MONDAY, March 5, 2018 (HealthDay News) — Fecal levels of volatile organic compounds (VOCs) are associated with response to dietary intervention in patients with irritable bowel syndrome (IBS), according to a study published in the March issue of Clinical Gastroenterology and Hepatology.
Megan Rossi, Ph.D., from King’s College London, and colleagues investigated whether fecal levels of VOCs were associated with response to dietary interventions (a diet low in fructans, galacto-oligosaccharides, lactose, fructose, and polyols [low-FODMAP]) in 46 patients with IBS compared to 47 IBS patients on a sham diet. Patients from each group were also given either a multistrain probiotic or a placebo supplement.

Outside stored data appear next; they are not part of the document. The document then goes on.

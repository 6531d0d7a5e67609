use anyhow::{Context, Result};
use serde::Deserialize;
use std::path::Path;

#[derive(Debug, Deserialize, Clone)]
pub struct Config {
    pub identity: IdentityConfig,
    pub packs: PackApiConfig,
    pub embedder: EmbedderConfig,
    #[serde(default)]
    pub chunking: ChunkingConfig,
    #[serde(default)]
    pub normalize: NormalizeConfig,
    #[serde(default)]
    pub s3: S3Config,
}

/// Acting user identity tagged onto uploads and pack API calls.
///
/// Loaded once at startup; authentication itself is the caller's concern.
#[derive(Debug, Deserialize, Clone)]
pub struct IdentityConfig {
    /// Username sent to the embedding service with every batch.
    pub username: String,
    /// Numeric user id the pack metadata backend keys packs by.
    pub user_id: i64,
}

/// Pack metadata backend (REST collaborator).
#[derive(Debug, Deserialize, Clone)]
pub struct PackApiConfig {
    /// Base URL, e.g. `https://packs.example.com`.
    pub base_url: String,
    #[serde(default = "default_timeout_secs")]
    pub timeout_secs: u64,
}

/// Remote embedding service endpoint.
#[derive(Debug, Deserialize, Clone)]
pub struct EmbedderConfig {
    /// Invocation URL of the embedding function.
    pub endpoint: String,
    /// Maximum records per call (the remote model's input limit).
    #[serde(default = "default_batch_size")]
    pub batch_size: usize,
    #[serde(default = "default_timeout_secs")]
    pub timeout_secs: u64,
}

#[derive(Debug, Deserialize, Clone)]
pub struct ChunkingConfig {
    #[serde(default = "default_chunk_size")]
    pub chunk_size: usize,
    #[serde(default = "default_chunk_overlap")]
    pub chunk_overlap: usize,
}

impl Default for ChunkingConfig {
    fn default() -> Self {
        Self {
            chunk_size: default_chunk_size(),
            chunk_overlap: default_chunk_overlap(),
        }
    }
}

#[derive(Debug, Deserialize, Clone)]
pub struct NormalizeConfig {
    /// Column used verbatim as record text when a table carries it.
    #[serde(default = "default_text_column")]
    pub text_column: String,
}

impl Default for NormalizeConfig {
    fn default() -> Self {
        Self {
            text_column: default_text_column(),
        }
    }
}

#[derive(Debug, Deserialize, Clone)]
pub struct S3Config {
    #[serde(default = "default_region")]
    pub region: String,
    /// Custom endpoint for S3-compatible services (MinIO, LocalStack).
    #[serde(default)]
    pub endpoint_url: Option<String>,
}

impl Default for S3Config {
    fn default() -> Self {
        Self {
            region: default_region(),
            endpoint_url: None,
        }
    }
}

fn default_timeout_secs() -> u64 {
    30
}
fn default_batch_size() -> usize {
    96
}
fn default_chunk_size() -> usize {
    1000
}
fn default_chunk_overlap() -> usize {
    200
}
fn default_text_column() -> String {
    "text".to_string()
}
fn default_region() -> String {
    "us-east-1".to_string()
}

pub fn load_config(path: &Path) -> Result<Config> {
    let content = std::fs::read_to_string(path)
        .with_context(|| format!("Failed to read config file: {}", path.display()))?;

    let config: Config = toml::from_str(&content).with_context(|| "Failed to parse config file")?;

    // Validate chunking
    if config.chunking.chunk_size == 0 {
        anyhow::bail!("chunking.chunk_size must be > 0");
    }
    if config.chunking.chunk_overlap >= config.chunking.chunk_size {
        anyhow::bail!("chunking.chunk_overlap must be < chunking.chunk_size");
    }

    // Validate embedder
    if config.embedder.batch_size == 0 {
        anyhow::bail!("embedder.batch_size must be > 0");
    }
    if config.embedder.endpoint.is_empty() {
        anyhow::bail!("embedder.endpoint must be set");
    }

    if config.packs.base_url.is_empty() {
        anyhow::bail!("packs.base_url must be set");
    }

    Ok(config)
}

#[cfg(test)]
mod tests {
    use super::*;

    fn base_toml() -> &'static str {
        r#"
[identity]
username = "example-user"
user_id = 2

[packs]
base_url = "http://localhost:8080"

[embedder]
endpoint = "http://localhost:9000/invoke"
"#
    }

    #[test]
    fn test_defaults_applied() {
        let config: Config = toml::from_str(base_toml()).unwrap();
        assert_eq!(config.embedder.batch_size, 96);
        assert_eq!(config.chunking.chunk_size, 1000);
        assert_eq!(config.chunking.chunk_overlap, 200);
        assert_eq!(config.normalize.text_column, "text");
        assert_eq!(config.s3.region, "us-east-1");
        assert!(config.s3.endpoint_url.is_none());
    }

    #[test]
    fn test_overlap_must_be_smaller_than_size() {
        let toml_str = format!(
            "{}\n[chunking]\nchunk_size = 100\nchunk_overlap = 100\n",
            base_toml()
        );
        let dir = tempfile::tempdir().unwrap();
        let path = dir.path().join("packs.toml");
        std::fs::write(&path, toml_str).unwrap();
        let err = load_config(&path).unwrap_err();
        assert!(err.to_string().contains("chunk_overlap"));
    }

    #[test]
    fn test_zero_batch_size_rejected() {
        let toml_str = base_toml().replace(
            "endpoint = \"http://localhost:9000/invoke\"",
            "endpoint = \"http://localhost:9000/invoke\"\nbatch_size = 0",
        );
        let dir = tempfile::tempdir().unwrap();
        let path = dir.path().join("packs.toml");
        std::fs::write(&path, toml_str).unwrap();
        let err = load_config(&path).unwrap_err();
        assert!(err.to_string().contains("batch_size"));
    }
}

The researchers found that more patients responded to the low-FODMAP diet versus the sham diet (80 versus 45 percent), but there was no significant difference in response between patients given the probiotic or the placebo supplement. There was no interaction between the diet and supplement interventions. VOC profiles at baseline contained 15 features that categorized response to the low-FODMAP diet with a mean accuracy of 97 percent, and 10 features that classified response to probiotics with a mean accuracy of 89 percent. Similar predictive powers and accuracies were seen with end-of-treatment models.
“Fecal VOC profiling is a low-cost, noninvasive tool that might be used to predict responses of patients with IBS to low-FODMAP diet and probiotics and identify their mechanisms of action,” the authors write.
Two study authors are co-inventors of a mobile application for the low-FODMAP diet.